“You must constantly ask yourself these questions: Who am I around? What are they doing to me? What have they got me reading? What have they got me saying? Where do they have me going? What do they have me thinking? And most important, what do they have me becoming? Then ask yourself the big question: Is that okay? Your life does not get better by chance, it gets better by change.” ~ Jim Rohn …
Because “our lives do not get better by chance, they get better by change,” it is important that we truly understand that we are the sculptors of our lives–we determine who we are, how we see ourselves, and how others see us. And to do that, we must be painfully aware of who we surround ourselves with and what we allow into our hearts and minds. This is a prerequisite to personal growth and fulfillment and it is the only path that can lead us to a meaningful and purpose-driven life.

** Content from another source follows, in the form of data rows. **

use sentinel_capture::FrameSlot;
use sentinel_common::{StopSignal, TaskHandle};
use sentinel_vision::{Pipeline, PipelineError, ZoneView};
use std::panic::{self, AssertUnwindSafe};
use std::sync::Arc;
use tokio::sync::watch;
use tracing::{debug, error, info, warn};

use crate::store::LatestResultStore;

/// Takes the newest frame, runs one pipeline pass on a blocking thread and
/// publishes the result. Passes never overlap. A pass that fails, panics
/// included, is logged and the previous result stays published.
pub struct PipelineLoop {
    pipeline: Pipeline,
    frames: Arc<FrameSlot>,
    zone: watch::Receiver<ZoneView>,
    store: LatestResultStore,
}

impl PipelineLoop {
    pub fn new(
        pipeline: Pipeline,
        frames: Arc<FrameSlot>,
        zone: watch::Receiver<ZoneView>,
        store: LatestResultStore,
    ) -> Self {
        Self {
            pipeline,
            frames,
            zone,
            store,
        }
    }

    pub fn start(self) -> TaskHandle {
        TaskHandle::spawn("pipeline", move |stop| self.run(stop))
    }

    async fn run(self, mut stop: StopSignal) {
        let Self {
            mut pipeline,
            frames,
            zone,
            store,
        } = self;
        info!(detector = pipeline.detector_name(), "pipeline loop started");

        let mut processed: u64 = 0;
        let mut failed: u64 = 0;
        loop {
            let frame = tokio::select! {
                _ = stop.stopped() => break,
                frame = frames.take() => frame,
            };
            let frame_seq = frame.seq;
            let view = zone.borrow().clone();

            let pass = tokio::task::spawn_blocking(move || {
                let outcome =
                    panic::catch_unwind(AssertUnwindSafe(|| pipeline.run_once(frame, &view)));
                (pipeline, outcome)
            })
            .await;

            let outcome = match pass {
                Ok((returned, Ok(outcome))) => {
                    pipeline = returned;
                    outcome
                }
                Ok((returned, Err(_))) => {
                    pipeline = returned;
                    failed += 1;
                    error!(frame_seq, "pipeline pass panicked, keeping previous result");
                    continue;
                }
                Err(e) => {
                    // Only reachable if the blocking pool itself is shutting down
                    error!(frame_seq, error = %e, "pipeline pass lost, stopping pipeline loop");
                    return;
                }
            };

            match outcome {
                Ok(result) => {
                    let status = result.status;
                    let seq = store.publish(result);
                    processed += 1;
                    debug!(frame_seq, seq, ?status, "result published");
                    if processed % 100 == 0 {
                        info!(processed, failed, dropped = frames.dropped(), "pipeline progress");
                    }
                }
                Err(PipelineError::AdapterFailure(e)) => {
                    failed += 1;
                    warn!(frame_seq, error = %e, "detection failed, keeping previous result");
                }
                Err(e) => {
                    failed += 1;
                    warn!(frame_seq, error = %e, "pipeline pass failed");
                }
            }
        }
        info!(processed, failed, "pipeline loop stopped");
    }
}
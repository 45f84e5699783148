//! Object detection backends.
//!
//! A backend receives the already-resized frame and reports boxes in that
//! frame's coordinate space; mapping back to source resolution is the
//! transformer's job.

#[cfg(feature = "backend-tract")]
pub mod tract;

use image::RgbImage;
use sentinel_common::config::DetectorConfig;
use tracing::info;

#[derive(Debug, thiserror::Error)]
pub enum DetectError {
    #[error("detector backend {0} is not available in this build")]
    UnsupportedBackend(String),
    #[error("failed to load model: {0}")]
    Load(String),
    #[error("inference failed: {0}")]
    Inference(String),
    #[error("invalid input: {0}")]
    Input(String),
}

/// Box corners in resized-frame pixels.
#[derive(Debug, Clone, Copy, PartialEq)]
pub struct RawBox {
    pub x1: f32,
    pub y1: f32,
    pub x2: f32,
    pub y2: f32,
}

impl RawBox {
    pub fn area(&self) -> f32 {
        (self.x2 - self.x1).max(0.0) * (self.y2 - self.y1).max(0.0)
    }

    pub fn iou(&self, other: &RawBox) -> f32 {
        let w = (self.x2.min(other.x2) - self.x1.max(other.x1)).max(0.0);
        let h = (self.y2.min(other.y2) - self.y1.max(other.y1)).max(0.0);
        let intersection = w * h;
        let union = self.area() + other.area() - intersection;
        if union <= 0.0 {
            0.0
        } else {
            intersection / union
        }
    }
}

#[derive(Debug, Clone, PartialEq)]
pub struct RawDetection {
    pub class_id: u32,
    pub confidence: f32,
    pub bbox: RawBox,
}

/// Synchronous, potentially slow detector call. Implementations are driven
/// from a blocking thread, one frame at a time.
pub trait DetectionAdapter: Send {
    fn name(&self) -> &str;

    fn detect(&mut self, frame: &RgbImage) -> Result<Vec<RawDetection>, DetectError>;

    fn class_name(&self, class_id: u32) -> Option<&str>;
}

/// Label set indexed by class id.
#[derive(Debug, Clone)]
pub struct ClassNames(Vec<String>);

impl ClassNames {
    pub fn new(names: Vec<String>) -> Self {
        Self(names)
    }

    pub fn coco() -> Self {
        Self(COCO_CLASSES.iter().map(|s| s.to_string()).collect())
    }

    pub fn get(&self, class_id: u32) -> Option<&str> {
        self.0.get(class_id as usize).map(String::as_str)
    }

    pub(crate) fn len(&self) -> usize {
        self.0.len()
    }
}

/// Reports nothing. Lets the rest of the pipeline run without a model.
pub struct StubDetector {
    names: ClassNames,
}

impl StubDetector {
    pub fn new(names: ClassNames) -> Self {
        Self { names }
    }
}

impl DetectionAdapter for StubDetector {
    fn name(&self) -> &str {
        "stub"
    }

    fn detect(&mut self, _frame: &RgbImage) -> Result<Vec<RawDetection>, DetectError> {
        Ok(Vec::new())
    }

    fn class_name(&self, class_id: u32) -> Option<&str> {
        self.names.get(class_id)
    }
}

/// Build the backend named in the configuration.
pub fn from_config(config: &DetectorConfig) -> Result<Box<dyn DetectionAdapter>, DetectError> {
    let names = config
        .class_names
        .clone()
        .map(ClassNames::new)
        .unwrap_or_else(ClassNames::coco);
    let classes = names.len();

    let detector: Box<dyn DetectionAdapter> = match config.backend.as_str() {
        "stub" => Box::new(StubDetector::new(names)),
        #[cfg(feature = "backend-tract")]
        "tract" => Box::new(tract::TractDetector::from_config(config, names)?),
        other => return Err(DetectError::UnsupportedBackend(other.to_string())),
    };
    info!(backend = detector.name(), classes, "detector ready");
    Ok(detector)
}

/// Greedy IoU suppression: keeps the highest-confidence box of each
/// overlapping cluster, per class.
pub fn non_max_suppression(detections: &mut Vec<RawDetection>, iou_threshold: f32) {
    detections.sort_by(|a, b| b.confidence.total_cmp(&a.confidence));

    let mut kept = 0;
    for index in 0..detections.len() {
        let suppressed = detections[..kept].iter().any(|prev| {
            prev.class_id == detections[index].class_id
                && prev.bbox.iou(&detections[index].bbox) > iou_threshold
        });
        if !suppressed {
            detections.swap(kept, index);
            kept += 1;
        }
    }
    detections.truncate(kept);
}

pub const COCO_CLASSES: [&str; 80] = [
    "person",
    "bicycle",
    "car",
    "motorcycle",
    "airplane",
    "bus",
    "train",
    "truck",
    "boat",
    "traffic light",
    "fire hydrant",
    "stop sign",
    "parking meter",
    "bench",
    "bird",
    "cat",
    "dog",
    "horse",
    "sheep",
    "cow",
    "elephant",
    "bear",
    "zebra",
    "giraffe",
    "backpack",
    "umbrella",
    "handbag",
    "tie",
    "suitcase",
    "frisbee",
    "skis",
    "snowboard",
    "sports ball",
    "kite",
    "baseball bat",
    "baseball glove",
    "skateboard",
    "surfboard",
    "tennis racket",
    "bottle",
    "wine glass",
    "cup",
    "fork",
    "knife",
    "spoon",
    "bowl",
    "banana",
    "apple",
    "sandwich",
    "orange",
    "broccoli",
    "carrot",
    "hot dog",
    "pizza",
    "donut",
    "cake",
    "chair",
    "couch",
    "potted plant",
    "bed",
    "dining table",
    "toilet",
    "tv",
    "laptop",
    "mouse",
    "remote",
    "keyboard",
    "cell phone",
    "microwave",
    "oven",
    "toaster",
    "sink",
    "refrigerator",
    "book",
    "clock",
    "vase",
    "scissors",
    "teddy bear",
    "hair drier",
    "toothbrush",
];
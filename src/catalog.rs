//! Client for the remote stage catalog API.

use crate::error::SyncError;
use crate::types::{StagesSnapshot, SyncConfig, Testcase};
use percent_encoding::{utf8_percent_encode, AsciiSet, NON_ALPHANUMERIC};
use serde::de::DeserializeOwned;
use serde::Deserialize;
use tracing::debug;

/// Everything except RFC 3986 unreserved characters gets escaped, `/` included.
const COMPONENT: &AsciiSet = &NON_ALPHANUMERIC
    .remove(b'-')
    .remove(b'.')
    .remove(b'_')
    .remove(b'~');

/// Percent-encodes a value for use in a query parameter or path segment.
pub fn encode_component(value: &str) -> String {
    utf8_percent_encode(value, COMPONENT).to_string()
}

#[derive(Deserialize)]
struct TestcasesResponse {
    testcases: Vec<Testcase>,
}

#[derive(Deserialize)]
struct FileContentResponse {
    #[serde(default)]
    content: Option<String>,
}

/// Read-only client for the three catalog endpoints.
#[derive(Debug, Clone)]
pub struct CatalogClient {
    http: reqwest::Client,
    base_url: String,
}

impl CatalogClient {
    /// Builds a client with the configured request timeout.
    pub fn new(config: &SyncConfig) -> Result<Self, SyncError> {
        let http = reqwest::Client::builder()
            .timeout(config.request_timeout)
            .build()?;
        Ok(Self {
            http,
            base_url: config.base_url.trim_end_matches('/').to_string(),
        })
    }

    pub fn stages_url(&self) -> String {
        format!("{}/stages", self.base_url)
    }

    pub fn testcases_url(&self, stage_name: &str) -> String {
        format!(
            "{}/stages/{}/testcases",
            self.base_url,
            encode_component(stage_name)
        )
    }

    pub fn file_content_url(&self, stage_name: &str, remote_file_path: &str) -> String {
        format!(
            "{}/file-content?stageName={}&filePath={}",
            self.base_url,
            encode_component(stage_name),
            encode_component(remote_file_path)
        )
    }

    /// Fetches the current stage listing.
    ///
    /// A non-success status here means there is no catalog to work from and
    /// is reported as `CatalogUnavailable`.
    pub async fn list_stages(&self) -> Result<StagesSnapshot, SyncError> {
        let url = self.stages_url();
        self.get_json(&url).await.map_err(|e| match e {
            SyncError::HttpError { url, status } => SyncError::CatalogUnavailable { url, status },
            other => other,
        })
    }

    /// Fetches the testcases of one stage.
    pub async fn list_testcases(&self, stage_name: &str) -> Result<Vec<Testcase>, SyncError> {
        let url = self.testcases_url(stage_name);
        let response: TestcasesResponse = self.get_json(&url).await?;
        Ok(response.testcases)
    }

    /// Fetches the full text of one remote file.
    pub async fn fetch_file_content(
        &self,
        stage_name: &str,
        remote_file_path: &str,
    ) -> Result<String, SyncError> {
        let url = self.file_content_url(stage_name, remote_file_path);
        let response: FileContentResponse = self.get_json(&url).await?;
        response
            .content
            .ok_or(SyncError::ContentFieldMissing { url })
    }

    async fn get_json<T: DeserializeOwned>(&self, url: &str) -> Result<T, SyncError> {
        debug!("GET {}", url);
        let network = |source: reqwest::Error| SyncError::NetworkError {
            url: url.to_string(),
            source,
        };

        let response = self.http.get(url).send().await.map_err(network)?;

        let status = response.status();
        if !status.is_success() {
            return Err(SyncError::HttpError {
                url: url.to_string(),
                status,
            });
        }

        let body = response.text().await.map_err(network)?;
        serde_json::from_str(&body).map_err(|e| SyncError::MalformedResponse {
            url: url.to_string(),
            reason: e.to_string(),
        })
    }
}
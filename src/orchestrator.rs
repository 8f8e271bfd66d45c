//! Main orchestration logic for mirroring the catalog.

use crate::catalog::CatalogClient;
use crate::detect::{detect_changes, NoOpReason, SyncDecision};
use crate::download::{run_job, DownloadTally};
use crate::error::SyncError;
use crate::mirror::{path_component, MirrorStore};
use crate::types::{DownloadJob, Stage, SyncConfig};
use futures_util::stream::{FuturesUnordered, StreamExt};
use std::sync::Arc;
use tokio::sync::Semaphore;
use tracing::{debug, error, info, warn};

/// Outcome of one sync run.
#[derive(Debug, Clone, PartialEq, Eq)]
pub struct SyncReport {
    /// What the change detector decided.
    pub decision: SyncDecision,
    /// Number of download jobs executed.
    pub total: usize,
    /// Number of those jobs that failed.
    pub failed: usize,
    /// Stages rejected by name or whose testcase listing could not be used.
    pub skipped_stages: Vec<String>,
    /// Testcases whose `testcase_info.json` could not be written.
    pub info_failures: usize,
}

impl SyncReport {
    fn nothing_to_do(decision: SyncDecision) -> Self {
        Self {
            decision,
            total: 0,
            failed: 0,
            skipped_stages: Vec::new(),
            info_failures: 0,
        }
    }

    pub fn succeeded(&self) -> usize {
        self.total - self.failed
    }

    /// True when every selected stage and every job went through.
    pub fn is_complete(&self) -> bool {
        self.failed == 0 && self.skipped_stages.is_empty() && self.info_failures == 0
    }
}

/// Mirrors the catalog into `config.mirror_root`.
///
/// Steps:
///
/// 1. Fetches the stage listing (failure here is fatal)
/// 2. Compares it with the stored snapshot and persists the new one
/// 3. Lists testcases of each selected stage, writing their info records
/// 4. Downloads every referenced file with bounded concurrency
///
/// # Example
///
/// ```no_run
/// use stagesync::{sync_mirror, SyncConfig};
///
/// # async fn example() -> Result<(), Box<dyn std::error::Error>> {
/// let report = sync_mirror(&SyncConfig::default()).await?;
/// println!("{}/{} files", report.succeeded(), report.total);
/// # Ok(())
/// # }
/// ```
pub async fn sync_mirror(config: &SyncConfig) -> Result<SyncReport, SyncError> {
    let mirror = MirrorStore::new(&config.mirror_root);
    mirror.ensure_root()?;
    debug!("Mirroring into {}", mirror.root().display());
    let catalog = CatalogClient::new(config)?;

    info!("Retrieving stages from {}", catalog.stages_url());
    let current = catalog.list_stages().await?;

    let previous = if config.force_full_sync {
        info!("Full sync requested, ignoring stored snapshot");
        None
    } else {
        mirror.load_previous_snapshot()
    };
    let decision = detect_changes(previous.as_ref(), &current);

    // Written before any download starts; a crash mid-run keeps the new marker.
    if decision.persists_snapshot() {
        match mirror.save_previous_snapshot(&current) {
            Ok(()) => info!("Persisted stages metadata to {}", mirror.snapshot_path().display()),
            Err(e) => warn!("Failed to write metadata file: {}", e),
        }
    }

    if let SyncDecision::NoOp(reason) = decision {
        match reason {
            NoOpReason::HashUnchanged => {
                info!("No update detected (git hash unchanged). Skipping download.")
            }
            NoOpReason::NoStagesChanged => {
                info!("No stages changed since last run. Nothing to update.")
            }
        }
        return Ok(SyncReport::nothing_to_do(decision));
    }

    if let SyncDecision::PartialSync { stages } = &decision {
        info!("Updating {} stage(s): {}", stages.len(), stages.join(", "));
    } else {
        info!("Syncing all {} stage(s)", current.stages.len());
    }

    let plan = plan_downloads(&catalog, &mirror, decision.selected_stages(&current)).await;

    let total = plan.jobs.len();
    let failed = if plan.jobs.is_empty() {
        info!("No files to download");
        0
    } else {
        info!("Starting {} downloads...", total);
        let tally = execute_jobs(
            Arc::new(catalog),
            Arc::new(mirror),
            plan.jobs,
            config.max_concurrent_downloads,
        )
        .await;
        info!(
            "Download completed: {}/{} successful",
            tally.succeeded(),
            tally.completed()
        );
        tally.failed()
    };

    Ok(SyncReport {
        decision,
        total,
        failed,
        skipped_stages: plan.skipped_stages,
        info_failures: plan.info_failures,
    })
}

/// Jobs collected from the selected stages.
#[derive(Debug, Default)]
struct DownloadPlan {
    jobs: Vec<DownloadJob>,
    skipped_stages: Vec<String>,
    info_failures: usize,
}

/// Lists testcases stage by stage, saving info records as it goes.
async fn plan_downloads(
    catalog: &CatalogClient,
    mirror: &MirrorStore,
    stages: Vec<&Stage>,
) -> DownloadPlan {
    let mut plan = DownloadPlan::default();

    for stage in stages {
        let stage_name = stage.name.as_str();
        if let Err(e) = path_component(stage_name) {
            error!("Skipping stage {:?}: {}", stage_name, e);
            plan.skipped_stages.push(stage.name.clone());
            continue;
        }

        let testcases = match catalog.list_testcases(stage_name).await {
            Ok(testcases) => testcases,
            Err(e) => {
                error!("Failed to get testcases for stage {}: {}", stage_name, e);
                plan.skipped_stages.push(stage.name.clone());
                continue;
            }
        };

        for testcase in &testcases {
            info!("Saving testcase info for {}", testcase.name);
            if let Err(e) = mirror.save_testcase_info(testcase, stage_name, &testcase.name) {
                error!(
                    "Error saving testcase info for {}/{}: {}",
                    stage_name, testcase.name, e
                );
                plan.info_failures += 1;
            }
            plan.jobs.extend(DownloadJob::for_testcase(stage_name, testcase));
        }
    }

    plan
}

/// Progress bar on an interactive terminal, hidden otherwise.
fn progress_bar(total: usize) -> indicatif::ProgressBar {
    if !atty::is(atty::Stream::Stderr) {
        return indicatif::ProgressBar::hidden();
    }
    let progress_bar = indicatif::ProgressBar::new(total as u64);
    if let Ok(style) = indicatif::ProgressStyle::default_bar()
        .template("{spinner:.cyan} [{bar:40.cyan/blue}] {pos}/{len} {msg} | {elapsed_precise} elapsed")
    {
        progress_bar.set_style(style.progress_chars("█▓▒░ "));
    }
    progress_bar
}

/// Runs every job to completion with at most `max_concurrent` in flight.
///
/// Failures are counted, never propagated: one bad file does not cancel the
/// others.
pub(crate) async fn execute_jobs(
    catalog: Arc<CatalogClient>,
    mirror: Arc<MirrorStore>,
    jobs: Vec<DownloadJob>,
    max_concurrent: usize,
) -> Arc<DownloadTally> {
    let workers = max_concurrent.min(jobs.len()).max(1);
    let semaphore = Arc::new(Semaphore::new(workers));
    let tally = Arc::new(DownloadTally::new(jobs.len()));
    let pb = progress_bar(jobs.len());
    pb.set_message(format!("Downloading with {} workers", workers));

    let mut tasks = FuturesUnordered::new();
    for job in jobs {
        let semaphore = Arc::clone(&semaphore);
        let catalog = Arc::clone(&catalog);
        let mirror = Arc::clone(&mirror);
        let tally = Arc::clone(&tally);
        let pb = pb.clone();

        tasks.push(tokio::spawn(async move {
            // The semaphore is never closed, so acquiring always yields a permit.
            let _permit = semaphore.acquire().await.ok();
            let success = run_job(&catalog, &mirror, &job, &tally).await;
            pb.inc(1);
            success
        }));
    }

    while let Some(joined) = tasks.next().await {
        if let Err(e) = joined {
            error!("Download task failed: {}", e);
            tally.record(false);
        }
    }

    pb.finish_and_clear();
    tally
}
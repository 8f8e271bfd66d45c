//! In-process stub of the catalog API for integration tests.

#![allow(dead_code)]

use percent_encoding::percent_decode_str;
use serde_json::{json, Value};
use stagesync::SyncConfig;
use std::collections::HashMap;
use std::path::Path;
use std::sync::atomic::{AtomicUsize, Ordering};
use std::sync::{Arc, Mutex};
use std::time::Duration;
use tokio::io::{AsyncReadExt, AsyncWriteExt};
use tokio::net::{TcpListener, TcpStream};

/// Canned responses served by [`StubServer`].
#[derive(Debug, Default, Clone)]
pub struct StubCatalog {
    /// Body of `GET /stages`.
    pub stages: Value,
    /// Status line to answer `GET /stages` with instead of the body.
    pub stages_status: Option<&'static str>,
    /// Body of `GET /stages/{stage}/testcases`, keyed by stage name.
    pub testcases: HashMap<String, Value>,
    /// Body of `GET /file-content`, keyed by `(stageName, filePath)`.
    pub files: HashMap<(String, String), Value>,
    /// Time each file-content request is held open.
    pub file_delay: Duration,
}

impl StubCatalog {
    pub fn new(git_hash: Option<&str>, stages: &[(&str, Value)]) -> Self {
        let stages: Vec<Value> = stages
            .iter()
            .map(|(name, marker)| json!({ "name": name, "last_updated": marker }))
            .collect();
        let mut body = json!({ "stages": stages });
        if let Some(hash) = git_hash {
            body["gitInfo"] = json!({ "git_hash": hash });
        }
        Self {
            stages: body,
            ..Self::default()
        }
    }

    pub fn with_testcases(mut self, stage: &str, testcases: Value) -> Self {
        self.testcases
            .insert(stage.to_string(), json!({ "testcases": testcases }));
        self
    }

    pub fn with_file(self, stage: &str, path: &str, content: &str) -> Self {
        self.with_file_body(stage, path, json!({ "content": content }))
    }

    pub fn with_file_body(mut self, stage: &str, path: &str, body: Value) -> Self {
        self.files.insert((stage.to_string(), path.to_string()), body);
        self
    }
}

/// What the stub observed.
#[derive(Debug, Default)]
pub struct StubStats {
    /// Raw request targets, in arrival order.
    pub requests: Mutex<Vec<String>>,
    /// Decoded `filePath` query values.
    pub file_paths: Mutex<Vec<String>>,
    in_flight: AtomicUsize,
    /// Highest number of file-content requests served at once.
    pub max_in_flight: AtomicUsize,
}

pub struct StubServer {
    pub base_url: String,
    pub stats: Arc<StubStats>,
}

impl StubServer {
    pub async fn start(catalog: StubCatalog) -> Self {
        let listener = TcpListener::bind("127.0.0.1:0").await.expect("bind");
        let addr = listener.local_addr().expect("addr");
        let stats = Arc::new(StubStats::default());
        let catalog = Arc::new(catalog);

        let server_stats = Arc::clone(&stats);
        tokio::spawn(async move {
            while let Ok((stream, _)) = listener.accept().await {
                tokio::spawn(handle(
                    stream,
                    Arc::clone(&catalog),
                    Arc::clone(&server_stats),
                ));
            }
        });

        Self {
            base_url: format!("http://{}/api", addr),
            stats,
        }
    }

    pub fn requests(&self) -> Vec<String> {
        self.stats.requests.lock().unwrap().clone()
    }

    pub fn count_requests(&self, prefix: &str) -> usize {
        self.requests()
            .iter()
            .filter(|target| target.starts_with(prefix))
            .count()
    }

    pub fn max_in_flight(&self) -> usize {
        self.stats.max_in_flight.load(Ordering::SeqCst)
    }

    pub fn config(&self, mirror_root: &Path) -> SyncConfig {
        SyncConfig {
            base_url: self.base_url.clone(),
            mirror_root: mirror_root.to_path_buf(),
            request_timeout: Duration::from_secs(10),
            ..SyncConfig::default()
        }
    }
}

fn decode(value: &str) -> String {
    percent_decode_str(value)
        .decode_utf8()
        .expect("utf-8 query value")
        .into_owned()
}

async fn handle(mut stream: TcpStream, catalog: Arc<StubCatalog>, stats: Arc<StubStats>) {
    let mut buf = Vec::new();
    let mut chunk = [0u8; 4096];
    while !buf.windows(4).any(|w| w == b"\r\n\r\n") {
        match stream.read(&mut chunk).await {
            Ok(0) | Err(_) => return,
            Ok(n) => buf.extend_from_slice(&chunk[..n]),
        }
    }

    let request = String::from_utf8_lossy(&buf);
    let target = request
        .lines()
        .next()
        .and_then(|line| line.split_whitespace().nth(1))
        .unwrap_or("/")
        .to_string();
    stats.requests.lock().unwrap().push(target.clone());

    let (status, body) = route(&target, &catalog, &stats).await;
    let response = format!(
        "HTTP/1.1 {}\r\nContent-Type: application/json\r\nContent-Length: {}\r\nConnection: close\r\n\r\n{}",
        status,
        body.len(),
        body
    );
    let _ = stream.write_all(response.as_bytes()).await;
    let _ = stream.shutdown().await;
}

async fn route(target: &str, catalog: &StubCatalog, stats: &StubStats) -> (&'static str, String) {
    const OK: &str = "200 OK";
    const NOT_FOUND: &str = "404 Not Found";

    let (path, query) = target.split_once('?').unwrap_or((target, ""));
    let path = path.strip_prefix("/api").unwrap_or(path);

    if path == "/stages" {
        if let Some(status) = catalog.stages_status {
            return (status, json!({ "error": "maintenance" }).to_string());
        }
        return (OK, catalog.stages.to_string());
    }

    if path == "/file-content" {
        let params: HashMap<&str, String> = query
            .split('&')
            .filter_map(|pair| pair.split_once('='))
            .map(|(key, value)| (key, decode(value)))
            .collect();
        let stage = params.get("stageName").cloned().unwrap_or_default();
        let file = params.get("filePath").cloned().unwrap_or_default();
        stats.file_paths.lock().unwrap().push(file.clone());

        let now = stats.in_flight.fetch_add(1, Ordering::SeqCst) + 1;
        stats.max_in_flight.fetch_max(now, Ordering::SeqCst);
        tokio::time::sleep(catalog.file_delay).await;
        stats.in_flight.fetch_sub(1, Ordering::SeqCst);

        return match catalog.files.get(&(stage, file)) {
            Some(body) => (OK, body.to_string()),
            None => (NOT_FOUND, json!({ "error": "no such file" }).to_string()),
        };
    }

    let stage = path
        .strip_prefix("/stages/")
        .and_then(|rest| rest.strip_suffix("/testcases"))
        .map(decode);
    match stage.and_then(|stage| catalog.testcases.get(&stage)) {
        Some(body) => (OK, body.to_string()),
        None => (NOT_FOUND, json!({ "error": "not found" }).to_string()),
    }
}
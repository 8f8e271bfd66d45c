//! Single file download jobs.

use crate::catalog::CatalogClient;
use crate::error::SyncError;
use crate::mirror::MirrorStore;
use crate::types::DownloadJob;
use std::path::PathBuf;
use std::sync::Mutex;
use tracing::{error, info};

/// Completion counters shared by every worker of one run.
///
/// `completed` and `failed` move together under one lock, so every snapshot
/// handed out is a consistent pair.
#[derive(Debug)]
pub struct DownloadTally {
    total: usize,
    counts: Mutex<TallyCounts>,
}

#[derive(Debug, Default, Clone, Copy)]
struct TallyCounts {
    completed: usize,
    failed: usize,
}

impl DownloadTally {
    pub fn new(total: usize) -> Self {
        Self {
            total,
            counts: Mutex::new(TallyCounts::default()),
        }
    }

    fn counts(&self) -> std::sync::MutexGuard<'_, TallyCounts> {
        // Counters stay valid even if a holder panicked.
        self.counts.lock().unwrap_or_else(|e| e.into_inner())
    }

    /// Records one finished job and returns `(completed, failed)` including it.
    pub fn record(&self, success: bool) -> (usize, usize) {
        let mut counts = self.counts();
        counts.completed += 1;
        if !success {
            counts.failed += 1;
        }
        (counts.completed, counts.failed)
    }

    pub fn total(&self) -> usize {
        self.total
    }

    pub fn completed(&self) -> usize {
        self.counts().completed
    }

    pub fn failed(&self) -> usize {
        self.counts().failed
    }

    pub fn succeeded(&self) -> usize {
        let counts = *self.counts();
        counts.completed - counts.failed
    }
}

/// Fetches one remote file and writes it into the mirror.
///
/// The content is fully fetched before anything touches the filesystem, so a
/// failed request leaves any existing local copy untouched.
pub(crate) async fn download_job(
    catalog: &CatalogClient,
    mirror: &MirrorStore,
    job: &DownloadJob,
) -> Result<PathBuf, SyncError> {
    // Resolve the destination up front so unsafe names fail without a request.
    let local_path =
        mirror.content_path(&job.stage_name, &job.testcase_name, &job.remote_file_path)?;
    info!("Downloading {}", local_path.display());

    let content = catalog
        .fetch_file_content(&job.stage_name, &job.remote_file_path)
        .await?;
    mirror
        .save_file_content(&content, &job.stage_name, &job.testcase_name, &job.remote_file_path)
        .await
}

/// Runs one job and records its outcome; returns whether it succeeded.
pub(crate) async fn run_job(
    catalog: &CatalogClient,
    mirror: &MirrorStore,
    job: &DownloadJob,
    tally: &DownloadTally,
) -> bool {
    let success = match download_job(catalog, mirror, job).await {
        Ok(_) => true,
        Err(e) => {
            error!(
                "Failed to download {} of {}/{}: {}",
                job.path_key, job.stage_name, job.testcase_name, e
            );
            false
        }
    };

    let (completed, failed) = tally.record(success);
    if completed % 10 == 0 || completed == tally.total() {
        info!(
            "Progress: {}/{} completed, {} failed",
            completed,
            tally.total(),
            failed
        );
    }
    success
}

Perhaps it seems awkward to evaluate how our family, friends, coworkers, and acquaintances affect us. It might even appear judgmental at times, as if we are not being fair and letting others explain to us their thoughts, feelings, and reasoning. But it is not; and it is far more harmful to allow others to negatively affect our lives or to idly sit by and watch those we love fall victim to those they hang around with. If we permit ourselves to look at our lives and our situations objectively–from the vantage point of our heart–we can find honest and helpful answers to the questions that Jim poses to us above.
How are the people in your life affecting you and the person you are becoming? If you spend another ten years with the same individuals, where will you be? More importantly, who will you be? If that person is a better version of you–more loving, compassionate, kind, forgiving, humble, sharing, and wise–then you are on the right track. If not, well then perhaps it is time for you to change company and part ways from such individuals. Of course, if you love and care for these individuals, you must do everything in your power to guide them out of their own destructive ways and help them to make healthy changes in their lives that will add purpose and meaning to them, and enrich them in positive ways, as not doing so will inevitably bring you regrets. But at the same time, you have to secure your own happiness and fulfillment in life as well. In addition, others need you to be the best version of you possible so that you can contribute to the world in ways that only you have the unique ability to, and you cannot do that very effectively when you are not at your best.
Surround yourself by those who bring out the best in you.
Questions to consider:
Do you allow others to bring you down regularly? If so, how?
Why do we often hold on to the destructive friendships in our lives? What are the results of doing so without awareness or concern for ourselves and our lives?
Who are some individuals who have the greatest positive effects on you? In what ways do you nurture those relationships?